Malaysian authorities have been slow to adapt to a more modern counter-terrorism approach. They have focused on stemming funding for terrorist cells within the country. The authorities identified and closed informal remittance channels. The Malaysian government has done very little to prevent lone wolf attacks. It has also done little to curb online recruitment. Digital recruitment is still rife on social media sites.

The Filipino government uses military deployment to combat terrorism. President Duterte deployed 7,000 soldiers to combat terrorism in Sulu in 2016. He deployed infantry battalions to crush IS terrorist cells in Mindanao. Duterte also declared martial law in 2017.

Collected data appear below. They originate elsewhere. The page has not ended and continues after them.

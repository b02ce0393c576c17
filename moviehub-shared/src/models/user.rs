/// User model and database operations
///
/// This module provides the account store: user identity, credential hash,
/// and role.
///
/// # Schema
///
/// ```sql
/// CREATE TYPE user_role AS ENUM ('user', 'admin');
///
/// CREATE TABLE users (
///     id UUID PRIMARY KEY DEFAULT gen_random_uuid(),
///     name VARCHAR(100) NOT NULL,
///     email VARCHAR(255) NOT NULL,
///     password_hash VARCHAR(255) NOT NULL,
///     role user_role NOT NULL DEFAULT 'user',
///     created_at TIMESTAMPTZ NOT NULL DEFAULT NOW(),
///     updated_at TIMESTAMPTZ NOT NULL DEFAULT NOW(),
///     CONSTRAINT users_email_key UNIQUE (email)
/// );
/// ```
///
/// # Email policy
///
/// Emails are trimmed and lower-cased with [`normalize_email`] before they
/// are stored or looked up, so `Ana@Example.com` and `ana@example.com` are
/// the same account. Every function here normalizes its email argument.
///
/// # Example
///
/// ```no_run
/// use moviehub_shared::models::user::{CreateUser, User, UserRole};
/// use moviehub_shared::db::pool::{create_pool, DatabaseConfig};
///
/// # async fn example() -> Result<(), Box<dyn std::error::Error>> {
/// let pool = create_pool(DatabaseConfig::default()).await?;
///
/// let user = User::create(&pool, CreateUser {
///     name: "Ana".to_string(),
///     email: "Ana@Example.com".to_string(),
///     password_hash: "$argon2id$...".to_string(),
///     role: UserRole::User,
/// }).await?;
///
/// assert_eq!(user.email, "ana@example.com");
/// # Ok(())
/// # }
/// ```

use chrono::{DateTime, Utc};
use serde::{Deserialize, Serialize};
use sqlx::PgPool;
use uuid::Uuid;

/// Name of the unique constraint on `users.email`
pub const EMAIL_UNIQUE_CONSTRAINT: &str = "users_email_key";

const USER_COLUMNS: &str = "id, name, email, password_hash, role, created_at, updated_at";

/// Account role
#[derive(Debug, Clone, Copy, PartialEq, Eq, Hash, Serialize, Deserialize, sqlx::Type)]
#[sqlx(type_name = "user_role", rename_all = "lowercase")]
#[serde(rename_all = "lowercase")]
pub enum UserRole {
    /// Regular member: submit, vote, comment
    User,

    /// Moderator: delete movies and any comment, view statistics
    Admin,
}

impl UserRole {
    pub fn as_str(&self) -> &'static str {
        match self {
            UserRole::User => "user",
            UserRole::Admin => "admin",
        }
    }
}

/// A registered account
///
/// The password hash is never serialized.
#[derive(Debug, Clone, Serialize, Deserialize, sqlx::FromRow)]
pub struct User {
    /// Unique user ID (UUID v4)
    pub id: Uuid,

    /// Display name shown next to movies and comments
    pub name: String,

    /// Normalized email address, unique across users
    pub email: String,

    /// Argon2id password hash (PHC string)
    #[serde(skip_serializing, default)]
    pub password_hash: String,

    pub role: UserRole,

    pub created_at: DateTime<Utc>,

    pub updated_at: DateTime<Utc>,
}

/// Input for creating a new user
#[derive(Debug, Clone)]
pub struct CreateUser {
    pub name: String,

    /// Email as entered; normalized on insert
    pub email: String,

    /// Argon2id password hash (NOT the plaintext password)
    pub password_hash: String,

    pub role: UserRole,
}

/// Canonical form of an email address: trimmed and lower-cased
pub fn normalize_email(email: &str) -> String {
    email.trim().to_lowercase()
}

impl User {
    /// Creates a new user
    ///
    /// # Errors
    ///
    /// A duplicate email fails with a database error on
    /// [`EMAIL_UNIQUE_CONSTRAINT`].
    pub async fn create(pool: &PgPool, data: CreateUser) -> Result<Self, sqlx::Error> {
        let user = sqlx::query_as::<_, User>(&format!(
            r#"
            INSERT INTO users (name, email, password_hash, role)
            VALUES ($1, $2, $3, $4)
            RETURNING {USER_COLUMNS}
            "#
        ))
        .bind(data.name.trim())
        .bind(normalize_email(&data.email))
        .bind(data.password_hash)
        .bind(data.role)
        .fetch_one(pool)
        .await?;

        Ok(user)
    }

    /// Finds a user by ID
    pub async fn find_by_id(pool: &PgPool, id: Uuid) -> Result<Option<Self>, sqlx::Error> {
        let user = sqlx::query_as::<_, User>(&format!(
            "SELECT {USER_COLUMNS} FROM users WHERE id = $1"
        ))
        .bind(id)
        .fetch_optional(pool)
        .await?;

        Ok(user)
    }

    /// Finds a user by email address (normalized before lookup)
    pub async fn find_by_email(pool: &PgPool, email: &str) -> Result<Option<Self>, sqlx::Error> {
        let user = sqlx::query_as::<_, User>(&format!(
            "SELECT {USER_COLUMNS} FROM users WHERE email = $1"
        ))
        .bind(normalize_email(email))
        .fetch_optional(pool)
        .await?;

        Ok(user)
    }

    /// Changes a user's role
    ///
    /// Returns `None` if the user doesn't exist. Sessions already issued keep
    /// the old role until they expire.
    pub async fn update_role(
        pool: &PgPool,
        id: Uuid,
        role: UserRole,
    ) -> Result<Option<Self>, sqlx::Error> {
        let user = sqlx::query_as::<_, User>(&format!(
            r#"
            UPDATE users
            SET role = $2, updated_at = NOW()
            WHERE id = $1
            RETURNING {USER_COLUMNS}
            "#
        ))
        .bind(id)
        .bind(role)
        .fetch_optional(pool)
        .await?;

        Ok(user)
    }

    /// Lists users, newest first
    pub async fn list(pool: &PgPool, limit: i64) -> Result<Vec<Self>, sqlx::Error> {
        let users = sqlx::query_as::<_, User>(&format!(
            r#"
            SELECT {USER_COLUMNS}
            FROM users
            ORDER BY created_at DESC, id DESC
            LIMIT $1
            "#
        ))
        .bind(limit)
        .fetch_all(pool)
        .await?;

        Ok(users)
    }

    /// Counts all users
    pub async fn count(pool: &PgPool) -> Result<i64, sqlx::Error> {
        sqlx::query_scalar("SELECT COUNT(*) FROM users")
            .fetch_one(pool)
            .await
    }
}

#[cfg(test)]
mod tests {
    use super::*;

    #[test]
    fn test_normalize_email() {
        assert_eq!(normalize_email("  Ana@Example.COM "), "ana@example.com");
        assert_eq!(normalize_email("bob@example.com"), "bob@example.com");
    }

    #[test]
    fn test_role_serde() {
        assert_eq!(serde_json::to_string(&UserRole::Admin).unwrap(), "\"admin\"");
        let role: UserRole = serde_json::from_str("\"user\"").unwrap();
        assert_eq!(role, UserRole::User);
        assert!(serde_json::from_str::<UserRole>("\"owner\"").is_err());
        assert_eq!(UserRole::Admin.as_str(), "admin");
    }

    #[test]
    fn test_password_hash_is_not_serialized() {
        let user = User {
            id: Uuid::new_v4(),
            name: "Ana".to_string(),
            email: "ana@example.com".to_string(),
            password_hash: "$argon2id$secret".to_string(),
            role: UserRole::User,
            created_at: Utc::now(),
            updated_at: Utc::now(),
        };

        let json = serde_json::to_value(&user).unwrap();
        assert!(json.get("password_hash").is_none());
        assert_eq!(json["role"], "user");
        assert_eq!(json["name"], "Ana");
    }
}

This approach has splintered terror groups within the country. The groups have had to split to evade the Filipino military units. But this strategy also leaves the Philippines vulnerable to lone radicalised attackers. Like Malaysia’s, it also does nothing to stop recruitment. The Filipino military recorded increased terrorist recruitment activities at the end of 2017.

Malaysia and the Philippines need an overhaul in their counter-terrorism strategies. Indonesia has shown that an intelligence-based approach decreases the number of terror attacks. It also increases the number of arrests of terror suspects.

Modern terrorism hides in plain sight and needs only a smartphone. A hammer-fisted military approach cannot prevent radicalised individuals from carrying out attacks. The fight against modern Islamic extremism requires something more delicate. Something the Indonesian authorities have discovered.